* _Task input_:

use crate::{
    provider::{decode, upstream_error, ChatProvider, ProviderKind, ProviderRequest, ProviderResponse, Usage},
    Error, Result,
};
use async_trait::async_trait;
use reqwest::Client;
use serde::Deserialize;
use serde_json::json;

pub const DEFAULT_BASE_URL: &str = "https://generativelanguage.googleapis.com";

pub struct GeminiClient {
    client: Client,
    api_key: String,
    base_url: String,
}

impl GeminiClient {
    pub fn new(client: Client, api_key: String) -> Self {
        Self {
            client,
            api_key,
            base_url: DEFAULT_BASE_URL.to_string(),
        }
    }

    pub fn with_base_url(mut self, base_url: impl Into<String>) -> Self {
        self.base_url = base_url.into().trim_end_matches('/').to_string();
        self
    }
}

/// Gemini takes no separate system message, so it is folded into the prompt.
fn prompt_text(request: &ProviderRequest) -> String {
    match &request.system {
        Some(system) => format!("{}\n\nUser: {}", system, request.prompt),
        None => request.prompt.clone(),
    }
}

#[async_trait]
impl ChatProvider for GeminiClient {
    fn kind(&self) -> ProviderKind {
        ProviderKind::Gemini
    }

    async fn complete(&self, request: &ProviderRequest) -> Result<ProviderResponse> {
        let model = request.model();
        tracing::info!("Calling Gemini with model {}", model);

        let response = self
            .client
            .post(format!(
                "{}/v1beta/models/{}:generateContent",
                self.base_url, model
            ))
            .query(&[("key", self.api_key.as_str())])
            .json(&json!({
                "contents": [{
                    "parts": [{ "text": prompt_text(request) }]
                }],
                "generationConfig": {
                    "temperature": request.temperature(),
                    "maxOutputTokens": request.max_tokens(),
                }
            }))
            .send()
            .await?;

        if !response.status().is_success() {
            return Err(upstream_error(ProviderKind::Gemini, response, "Gemini request failed").await);
        }

        let body = response.text().await?;
        let result: GenerateContentResponse = decode(ProviderKind::Gemini, &body)?;

        let part = result
            .candidates
            .into_iter()
            .next()
            .and_then(|c| c.content)
            .and_then(|c| c.parts.into_iter().next())
            .ok_or_else(|| Error::ParseError("Gemini response contained no candidates".to_string()))?;
        let content = part.text.unwrap_or_default();

        let usage = result.usage_metadata.unwrap_or_default();

        Ok(ProviderResponse::completed(
            ProviderKind::Gemini,
            model,
            content,
            Some(Usage {
                prompt_tokens: usage.prompt_token_count,
                completion_tokens: usage.candidates_token_count,
                total_tokens: usage.total_token_count,
            }),
        ))
    }
}

#[derive(Debug, Deserialize)]
#[serde(rename_all = "camelCase")]
struct GenerateContentResponse {
    #[serde(default)]
    candidates: Vec<Candidate>,
    usage_metadata: Option<UsageMetadata>,
}

#[derive(Debug, Deserialize)]
struct Candidate {
    content: Option<CandidateContent>,
}

#[derive(Debug, Deserialize)]
struct CandidateContent {
    #[serde(default)]
    parts: Vec<Part>,
}

#[derive(Debug, Deserialize)]
struct Part {
    text: Option<String>,
}

#[derive(Debug, Default, Deserialize)]
#[serde(rename_all = "camelCase")]
struct UsageMetadata {
    #[serde(default)]
    prompt_token_count: u32,
    #[serde(default)]
    candidates_token_count: u32,
    #[serde(default)]
    total_token_count: u32,
}
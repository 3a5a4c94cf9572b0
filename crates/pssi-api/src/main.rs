use anyhow::Result;
use pssi_ai::Credentials;
use pssi_api::ApiConfig;
use tracing_subscriber::{layer::SubscriberExt, util::SubscriberInitExt};

#[tokio::main]
async fn main() -> Result<()> {
    // Initialize tracing
    tracing_subscriber::registry()
        .with(
            tracing_subscriber::EnvFilter::try_from_default_env()
                .unwrap_or_else(|_| "pssi_api=debug,tower_http=debug".into()),
        )
        .with(tracing_subscriber::fmt::layer())
        .init();

    // Load environment variables
    dotenv::dotenv().ok();

    let config = ApiConfig::from_env()?;
    let credentials = Credentials::from_env();

    if credentials.configured().is_empty() {
        tracing::warn!("No AI provider keys found; AI endpoints will report not configured");
    }

    pssi_api::serve(config, credentials).await
}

* _Task directions_: All the entries above need to be reproduced exactly.

* _Completed exercise_:
use crate::{
    provider::{decode, upstream_error, ChatProvider, ProviderKind, ProviderRequest, ProviderResponse, Usage},
    Error, Result,
};
use async_trait::async_trait;
use reqwest::Client;
use serde::Deserialize;
use serde_json::json;

pub const DEFAULT_BASE_URL: &str = "https://generativelanguage.googleapis.com";

pub struct GeminiClient {
    client: Client,
    api_key: String,
    base_url: String,
}

impl GeminiClient {
    pub fn new(client: Client, api_key: String) -> Self {
        Self {
            client,
            api_key,
            base_url: DEFAULT_BASE_URL.to_string(),
        }
    }

    pub fn with_base_url(mut self, base_url: impl Into<String>) -> Self {
        self.base_url = base_url.into().trim_end_matches('/').to_string();
        self
    }
}

/// Gemini takes no separate system message, so it is folded into the prompt.
fn prompt_text(request: &ProviderRequest) -> String {
    match &request.system {
        Some(system) => format!("{}\n\nUser: {}", system, request.prompt),
        None => request.prompt.clone(),
    }
}

#[async_trait]
impl ChatProvider for GeminiClient {
    fn kind(&self) -> ProviderKind {
        ProviderKind::Gemini
    }

    async fn complete(&self, request: &ProviderRequest) -> Result<ProviderResponse> {
        let model = request.model();
        tracing::info!("Calling Gemini with model {}", model);

        let response = self
            .client
            .post(format!(
                "{}/v1beta/models/{}:generateContent",
                self.base_url, model
            ))
            .query(&[("key", self.api_key.as_str())])
            .json(&json!({
                "contents": [{
                    "parts": [{ "text": prompt_text(request) }]
                }],
                "generationConfig": {
                    "temperature": request.temperature(),
                    "maxOutputTokens": request.max_tokens(),
                }
            }))
            .send()
            .await?;

        if !response.status().is_success() {
            return Err(upstream_error(ProviderKind::Gemini, response, "Gemini request failed").await);
        }

        let body = response.text().await?;
        let result: GenerateContentResponse = decode(ProviderKind::Gemini, &body)?;

        let part = result
            .candidates
            .into_iter()
            .next()
            .and_then(|c| c.content)
            .and_then(|c| c.parts.into_iter().next())
            .ok_or_else(|| Error::ParseError("Gemini response contained no candidates".to_string()))?;
        let content = part.text.unwrap_or_default();

        let usage = result.usage_metadata.unwrap_or_default();

        Ok(ProviderResponse::completed(
            ProviderKind::Gemini,
            model,
            content,
            Some(Usage {
                prompt_tokens: usage.prompt_token_count,
                completion_tokens: usage.candidates_token_count,
                total_tokens: usage.total_token_count,
            }),
        ))
    }
}

#[derive(Debug, Deserialize)]
#[serde(rename_all = "camelCase")]
struct GenerateContentResponse {
    #[serde(default)]
    candidates: Vec<Candidate>,
    usage_metadata: Option<UsageMetadata>,
}

#[derive(Debug, Deserialize)]
struct Candidate {
    content: Option<CandidateContent>,
}

#[derive(Debug, Deserialize)]
struct CandidateContent {
    #[serde(default)]
    parts: Vec<Part>,
}

#[derive(Debug, Deserialize)]
struct Part {
    text: Option<String>,
}

#[derive(Debug, Default, Deserialize)]
#[serde(rename_all = "camelCase")]
struct UsageMetadata {
    #[serde(default)]
    prompt_token_count: u32,
    #[serde(default)]
    candidates_token_count: u32,
    #[serde(default)]
    total_token_count: u32,
}
repository 3a5a4c94cf9572b0
filename crates/pssi-api/src/main.rs
use anyhow::Result;
use pssi_ai::Credentials;
use pssi_api::ApiConfig;
use tracing_subscriber::{layer::SubscriberExt, util::SubscriberInitExt};

#[tokio::main]
async fn main() -> Result<()> {
    // Initialize tracing
    tracing_subscriber::registry()
        .with(
            tracing_subscriber::EnvFilter::try_from_default_env()
                .unwrap_or_else(|_| "pssi_api=debug,tower_http=debug".into()),
        )
        .with(tracing_subscriber::fmt::layer())
        .init();

    // Load environment variables
    dotenv::dotenv().ok();

    let config = ApiConfig::from_env()?;
    let credentials = Credentials::from_env();

    if credentials.configured().is_empty() {
        tracing::warn!("No AI provider keys found; AI endpoints will report not configured");
    }

    pssi_api::serve(config, credentials).await
}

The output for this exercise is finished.